A Python Framework For Analyzing Dependent-Variable Laws Of Large Numbers Convergence: Testing Sectoral Surplus Value Rate Uniformity

This paper develops a comprehensive Python framework for analyzing the convergence of sectoral surplus value rates through multiple approaches to the Law of Large Numbers (LLN), specifically addressing dependent-variable scenarios. We implement and compare three distinct methodologies: triangular arrays, weighted sums with dependent variables, and mixingale processes, each offering unique insights into different aspects of convergence behavior. Our framework incorporates flexible convergence thresholds, detailed difference analysis, and sophisticated Excel reporting capabilities. The results reveal a complex pattern of sectoral convergence. While traditional approaches (triangular arrays and mixingale processes) indicate persistent sectoral differences, the weighted sums method, which explicitly accounts for inter-sectoral correlations, shows evidence of convergence at certain thresholds.
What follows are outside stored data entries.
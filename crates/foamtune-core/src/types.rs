//! Common type definitions.

use serde::{Deserialize, Serialize};

/// Compute dtype requested from the external model loader.
#[derive(Debug, Clone, Copy, PartialEq, Eq, Hash, Serialize, Deserialize, Default)]
#[serde(rename_all = "lowercase")]
pub enum Dtype {
    /// 32-bit floating point.
    Float32,
    /// 16-bit floating point.
    Float16,
    /// Brain floating point (16-bit).
    #[default]
    BFloat16,
}

/// Weight quantization scheme used when loading the base model.
#[derive(Debug, Clone, Copy, PartialEq, Eq, Hash, Serialize, Deserialize, Default)]
#[serde(rename_all = "lowercase")]
pub enum Quantization {
    /// Full precision weights.
    None,
    /// 4-bit NormalFloat.
    #[default]
    NF4,
    /// 4-bit floating point.
    FP4,
    /// 8-bit integer.
    Int8,
}

/// Evaluation metrics reported by a training strategy.
#[derive(Debug, Clone, Default, PartialEq, Serialize, Deserialize)]
pub struct EvalMetrics {
    /// Mean loss over the evaluation set.
    pub loss: f64,
    /// Perplexity (`exp(loss)`).
    pub perplexity: f64,
    /// Number of evaluation examples seen.
    pub num_examples: usize,
}

impl EvalMetrics {
    /// Build metrics from a mean loss.
    pub fn from_loss(loss: f64, num_examples: usize) -> Self {
        Self {
            loss,
            perplexity: loss.exp(),
            num_examples,
        }
    }
}
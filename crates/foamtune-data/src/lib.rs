//! Dataset handling and preprocessing for FoamTune.
//!
//! This crate provides:
//! - Record loading from JSONL, JSON and Parquet
//! - Instruction and chat prompt templates
//! - Tokenizer integration and fixed-length label masking
//! - Column projection and the parallel prepare pipeline
//! - DataLoader for creating training batches

#![warn(missing_docs)]

pub mod chat_templates;
pub mod dataloader;
pub mod dataset;
pub mod masking;
pub mod pipeline;
pub mod projection;
pub mod template;
pub mod tokenizer;

pub use chat_templates::{ChatDialect, Message};
pub use dataloader::*;
pub use dataset::*;
pub use masking::*;
pub use pipeline::*;
pub use projection::Projection;
pub use template::*;
pub use tokenizer::*;
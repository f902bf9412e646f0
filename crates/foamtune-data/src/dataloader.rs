//! DataLoader for creating training batches.

use crate::TokenizedExample;
use foamtune_core::{FoamTuneError, Result, TrainingArguments};
use rand::seq::SliceRandom;
use rand::SeedableRng;

/// Multiplier used to form length-grouped mega-batches.
const MEGABATCH_MULT: usize = 50;

/// A batch of tokenized examples.
#[derive(Debug, Clone, PartialEq, Eq)]
pub struct TrainingBatch {
    /// Token ids, one row per example.
    pub input_ids: Vec<Vec<u32>>,
    /// Labels, one row per example.
    pub labels: Vec<Vec<i64>>,
    /// Dataset positions of the rows.
    pub indices: Vec<usize>,
}

impl TrainingBatch {
    /// Number of examples in the batch.
    pub fn batch_size(&self) -> usize {
        self.indices.len()
    }
}

/// Configuration for the DataLoader.
#[derive(Debug, Clone)]
pub struct DataLoaderConfig {
    /// Batch size.
    pub batch_size: usize,
    /// Whether to shuffle the data.
    pub shuffle: bool,
    /// Random seed for shuffling.
    pub seed: u64,
    /// Whether to drop the last incomplete batch.
    pub drop_last: bool,
    /// Order examples so each batch holds similar lengths.
    pub group_by_length: bool,
}

impl Default for DataLoaderConfig {
    fn default() -> Self {
        Self {
            batch_size: 2,
            shuffle: true,
            seed: 42,
            drop_last: false,
            group_by_length: false,
        }
    }
}

impl DataLoaderConfig {
    /// Training loader settings from the trainer hyperparameters.
    pub fn from_args(args: &TrainingArguments) -> Self {
        Self {
            batch_size: args.per_device_train_batch_size,
            shuffle: true,
            seed: args.seed,
            drop_last: false,
            group_by_length: args.group_by_length,
        }
    }
}

/// DataLoader that yields batches from tokenized examples.
#[derive(Debug)]
pub struct DataLoader {
    examples: Vec<TokenizedExample>,
    config: DataLoaderConfig,
    indices: Vec<usize>,
    position: usize,
}

impl DataLoader {
    /// Create a new DataLoader.
    pub fn new(examples: Vec<TokenizedExample>, config: DataLoaderConfig) -> Result<Self> {
        if config.batch_size == 0 {
            return Err(FoamTuneError::config("batch_size must be at least 1"));
        }
        let mut loader = Self {
            indices: (0..examples.len()).collect(),
            examples,
            config,
            position: 0,
        };
        loader.reorder(loader.config.seed);
        Ok(loader)
    }

    fn reorder(&mut self, seed: u64) {
        self.indices = (0..self.examples.len()).collect();
        let mut rng = rand::rngs::StdRng::seed_from_u64(seed);
        if self.config.shuffle {
            self.indices.shuffle(&mut rng);
        }
        if self.config.group_by_length {
            // Sort each mega-batch longest first; padded examples are
            // compared by their loss-bearing token count.
            let megabatch = self.config.batch_size * MEGABATCH_MULT;
            let examples = &self.examples;
            for chunk in self.indices.chunks_mut(megabatch) {
                chunk.sort_by_key(|&i| std::cmp::Reverse(examples[i].num_label_tokens()));
            }
        }
    }

    /// Reset the DataLoader for a new epoch.
    pub fn reset(&mut self, new_seed: Option<u64>) {
        self.position = 0;
        self.reorder(new_seed.unwrap_or(self.config.seed));
    }

    /// Get the number of batches.
    pub fn num_batches(&self) -> usize {
        let n = self.examples.len();
        if self.config.drop_last {
            n / self.config.batch_size
        } else {
            n.div_ceil(self.config.batch_size)
        }
    }

    /// Get the total number of examples.
    pub fn len(&self) -> usize {
        self.examples.len()
    }

    /// Check if the loader is empty.
    pub fn is_empty(&self) -> bool {
        self.examples.is_empty()
    }

    /// Get the next batch.
    pub fn next_batch(&mut self) -> Option<TrainingBatch> {
        if self.position >= self.indices.len() {
            return None;
        }

        let batch_end = (self.position + self.config.batch_size).min(self.indices.len());
        let batch_indices = &self.indices[self.position..batch_end];

        if self.config.drop_last && batch_indices.len() < self.config.batch_size {
            return None;
        }

        let batch = TrainingBatch {
            input_ids: batch_indices
                .iter()
                .map(|&i| self.examples[i].input_ids.clone())
                .collect(),
            labels: batch_indices
                .iter()
                .map(|&i| self.examples[i].labels.clone())
                .collect(),
            indices: batch_indices.to_vec(),
        };
        self.position = batch_end;
        Some(batch)
    }
}

impl Iterator for DataLoader {
    type Item = TrainingBatch;

    fn next(&mut self) -> Option<Self::Item> {
        self.next_batch()
    }
}
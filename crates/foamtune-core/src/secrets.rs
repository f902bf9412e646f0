//! Redacted storage for hub access tokens.

use std::fmt;

/// A string whose `Debug` and `Display` output never shows its content.
///
/// Hub tokens travel through configuration and tracing spans; wrapping
/// them here keeps them out of logs. Read the value with
/// [`expose_secret`](SecretString::expose_secret).
///
/// ```
/// use foamtune_core::SecretString;
///
/// let token = SecretString::new("hf_abc123");
/// assert_eq!(format!("{token:?}"), "SecretString([REDACTED])");
/// assert_eq!(token.expose_secret(), "hf_abc123");
/// ```
#[derive(Clone, Default, PartialEq, Eq)]
pub struct SecretString {
    inner: String,
}

impl SecretString {
    /// Wrap a secret value.
    pub fn new(secret: impl Into<String>) -> Self {
        Self {
            inner: secret.into(),
        }
    }

    /// Read a token from the environment, ignoring unset or blank values.
    pub fn from_env(var: &str) -> Option<Self> {
        std::env::var(var)
            .ok()
            .filter(|value| !value.trim().is_empty())
            .map(Self::new)
    }

    /// Expose the secret value.
    #[inline]
    pub fn expose_secret(&self) -> &str {
        &self.inner
    }

    /// Check if the secret is empty.
    pub fn is_empty(&self) -> bool {
        self.inner.is_empty()
    }
}

impl fmt::Debug for SecretString {
    fn fmt(&self, f: &mut fmt::Formatter<'_>) -> fmt::Result {
        f.write_str("SecretString([REDACTED])")
    }
}

impl fmt::Display for SecretString {
    fn fmt(&self, f: &mut fmt::Formatter<'_>) -> fmt::Result {
        f.write_str("[REDACTED]")
    }
}

impl From<String> for SecretString {
    fn from(s: String) -> Self {
        Self::new(s)
    }
}

impl From<&str> for SecretString {
    fn from(s: &str) -> Self {
        Self::new(s)
    }
}

#[cfg(test)]
mod tests {
    use super::*;

    #[test]
    fn test_secret_is_redacted_in_formatting() {
        let secret = SecretString::from("hf_token");
        assert_eq!(format!("{secret}"), "[REDACTED]");
        assert!(!format!("{:?}", Some(&secret)).contains("hf_token"));
    }

    #[test]
    fn test_from_env_skips_blank_values() {
        std::env::set_var("FOAMTUNE_TEST_BLANK_TOKEN", "  ");
        assert!(SecretString::from_env("FOAMTUNE_TEST_BLANK_TOKEN").is_none());
        assert!(SecretString::from_env("FOAMTUNE_TEST_UNSET_TOKEN").is_none());
    }
}
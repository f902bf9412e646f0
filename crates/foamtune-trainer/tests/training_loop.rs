//! Training loop scheduling against a recording strategy.

use foamtune_core::{
    EvalMetrics, LrSchedulerType, Result, TrainingArguments, TrainingCallback,
};
use foamtune_data::{TokenizedExample, TrainingBatch};
use foamtune_trainer::{
    CheckpointManager, MetricsJsonCallback, TrainingLoop, TrainingStrategy, TRAINER_STATE_FILE,
};
use std::path::{Path, PathBuf};
use std::sync::{Arc, Mutex};

#[derive(Default)]
struct RecordingStrategy {
    steps: Vec<(usize, f64)>,
    checkpoints: Vec<PathBuf>,
    evaluations: usize,
}

impl TrainingStrategy for RecordingStrategy {
    fn step(&mut self, micro_batches: &[TrainingBatch], learning_rate: f64) -> Result<f64> {
        self.steps.push((micro_batches.len(), learning_rate));
        Ok(1.0 / self.steps.len() as f64)
    }

    fn evaluate(&mut self, examples: &[TokenizedExample]) -> Result<EvalMetrics> {
        self.evaluations += 1;
        Ok(EvalMetrics::from_loss(0.5, examples.len()))
    }

    fn checkpoint(&mut self, dir: &Path) -> Result<()> {
        std::fs::write(dir.join("adapter.bin"), b"weights")?;
        self.checkpoints.push(dir.to_path_buf());
        Ok(())
    }
}

#[derive(Clone, Default)]
struct StepLog(Arc<Mutex<Vec<usize>>>);

impl TrainingCallback for StepLog {
    fn on_step_end(&mut self, step: usize, _loss: f64, _lr: f64) {
        self.0.lock().unwrap().push(step);
    }
}

fn examples(n: usize) -> Vec<TokenizedExample> {
    (0..n)
        .map(|i| TokenizedExample {
            input_ids: vec![i as u32 + 1, 0],
            labels: vec![i as i64 + 1, -100],
            attention_mask: Vec::new(),
        })
        .collect()
}

fn args() -> TrainingArguments {
    TrainingArguments {
        num_train_epochs: 2,
        per_device_train_batch_size: 2,
        gradient_accumulation_steps: 2,
        save_steps: 0,
        logging_steps: 1,
        warmup_ratio: 0.0,
        ..Default::default()
    }
}

#[test]
fn test_step_count_follows_accumulation() {
    let mut strategy = RecordingStrategy::default();
    let mut training = TrainingLoop::new(args()).unwrap();
    let summary = training.run(&mut strategy, examples(10), None).unwrap();

    // 10 examples → 5 batches → steps of 2, 2 and 1 micro-batches per epoch.
    let micro: Vec<usize> = strategy.steps.iter().map(|(n, _)| *n).collect();
    assert_eq!(micro, vec![2, 2, 1, 2, 2, 1]);
    assert_eq!(summary.steps, 6);
    assert_eq!(summary.epochs, 2);
    assert_eq!(training.planned_steps(10), 6);
}

#[test]
fn test_checkpoints_on_save_steps() {
    let dir = tempfile::tempdir().unwrap();
    let mut strategy = RecordingStrategy::default();
    let mut training = TrainingLoop::new(TrainingArguments {
        save_steps: 2,
        ..args()
    })
    .unwrap()
    .with_checkpoint_manager(CheckpointManager::new(dir.path()).unwrap());

    let summary = training.run(&mut strategy, examples(10), None).unwrap();

    let expected: Vec<PathBuf> = [2, 4, 6]
        .iter()
        .map(|s| dir.path().join(format!("checkpoint-{s}")))
        .collect();
    assert_eq!(summary.checkpoints, expected);
    assert_eq!(strategy.checkpoints, expected);
    for path in &expected {
        assert!(path.join(TRAINER_STATE_FILE).exists());
        assert!(path.join("adapter.bin").exists());
    }

    let state = CheckpointManager::load_metadata(&expected[1]).unwrap();
    assert_eq!(state.step, 4);
    assert_eq!(state.epoch, 1);
    assert_eq!(state.seed, 42);
}

#[test]
fn test_max_steps_caps_across_epochs() {
    let mut strategy = RecordingStrategy::default();
    let mut training = TrainingLoop::new(TrainingArguments {
        num_train_epochs: 1,
        max_steps: Some(4),
        ..args()
    })
    .unwrap();
    let summary = training.run(&mut strategy, examples(10), None).unwrap();

    assert_eq!(strategy.steps.len(), 4);
    assert_eq!(summary.steps, 4);
    assert_eq!(summary.epochs, 2);
    assert!((summary.final_loss - 0.25).abs() < 1e-12);
}

#[test]
fn test_linear_schedule_decays() {
    let mut strategy = RecordingStrategy::default();
    let mut training = TrainingLoop::new(TrainingArguments {
        lr_scheduler_type: LrSchedulerType::Linear,
        learning_rate: 1e-3,
        ..args()
    })
    .unwrap();
    training.run(&mut strategy, examples(10), None).unwrap();

    let lrs: Vec<f64> = strategy.steps.iter().map(|(_, lr)| *lr).collect();
    assert!((lrs[0] - 1e-3).abs() < 1e-15);
    assert!(lrs.windows(2).all(|w| w[0] > w[1]));
}

#[test]
fn test_constant_schedule_is_flat() {
    let mut strategy = RecordingStrategy::default();
    let mut training = TrainingLoop::new(args()).unwrap();
    training.run(&mut strategy, examples(4), None).unwrap();
    assert!(strategy.steps.iter().all(|(_, lr)| (*lr - 2e-4).abs() < 1e-15));
}

#[test]
fn test_eval_runs_once_at_end() {
    let mut strategy = RecordingStrategy::default();
    let mut training = TrainingLoop::new(args()).unwrap();
    let eval = examples(3);
    let summary = training.run(&mut strategy, examples(6), Some(&eval)).unwrap();

    assert_eq!(strategy.evaluations, 1);
    let metrics = summary.eval.unwrap();
    assert_eq!(metrics.num_examples, 3);
    assert!((metrics.perplexity - 0.5f64.exp()).abs() < 1e-12);
}

#[test]
fn test_callbacks_observe_every_step() {
    let log = StepLog::default();
    let dir = tempfile::tempdir().unwrap();
    let metrics_path = dir.path().join("metrics.jsonl");

    let mut training = TrainingLoop::new(args())
        .unwrap()
        .with_callback(Box::new(log.clone()))
        .with_callback(Box::new(MetricsJsonCallback::new(&metrics_path).unwrap()));
    let mut strategy = RecordingStrategy::default();
    training.run(&mut strategy, examples(8), None).unwrap();

    assert_eq!(*log.0.lock().unwrap(), vec![1, 2, 3, 4]);
    let lines = std::fs::read_to_string(&metrics_path).unwrap();
    let step_lines = lines
        .lines()
        .filter(|l| l.contains("\"learning_rate\""))
        .count();
    assert_eq!(step_lines, 4);
}

#[test]
fn test_empty_training_set_is_an_error() {
    let mut strategy = RecordingStrategy::default();
    let mut training = TrainingLoop::new(args()).unwrap();
    assert!(training.run(&mut strategy, Vec::new(), None).is_err());
    assert!(strategy.steps.is_empty());
}
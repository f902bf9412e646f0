//! Core types, traits, and configuration for FoamTune.
//!
//! This crate holds what every other FoamTune crate shares:
//!
//! - The error enum and `Result` alias
//! - Run configuration (model, LoRA, training, dataset, tokenization)
//! - Learning rate schedules
//! - The training callback trait
//! - Redacted secret storage for hub tokens

#![warn(missing_docs)]

mod config;
mod error;
pub mod scheduler;
mod secrets;
mod traits;
mod types;

pub use config::*;
pub use error::*;
pub use scheduler::{LearningRateScheduler, SchedulerBuilder};
pub use secrets::SecretString;
pub use traits::*;
pub use types::*;

/// Prelude module for convenient imports.
pub mod prelude {
    pub use crate::config::*;
    pub use crate::error::{FoamTuneError, Result};
    pub use crate::scheduler::{LearningRateScheduler, SchedulerBuilder};
    pub use crate::secrets::SecretString;
    pub use crate::traits::*;
    pub use crate::types::*;
}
This divergence in results suggests the existence of what we term “network uniformity” - a phenomenon where sectors, while maintaining individual characteristics, exhibit systematic convergence patterns when their interconnections are properly weighted. Our findings challenge conventional interpretations of sectoral rate uniformity, suggesting that modern economies might exhibit more sophisticated forms of convergence than traditionally theorized. The framework demonstrates that understanding sectoral relationships, rather than individual sector behaviors, is crucial for accurate economic analysis. These results have significant implications for economic policy and forecasting, particularly in highly interconnected modern economies. Additionally, the study provides methodological insights for analyzing dependent-variable scenarios in economic research, offering a robust computational approach for testing economic theories of sectoral behavior.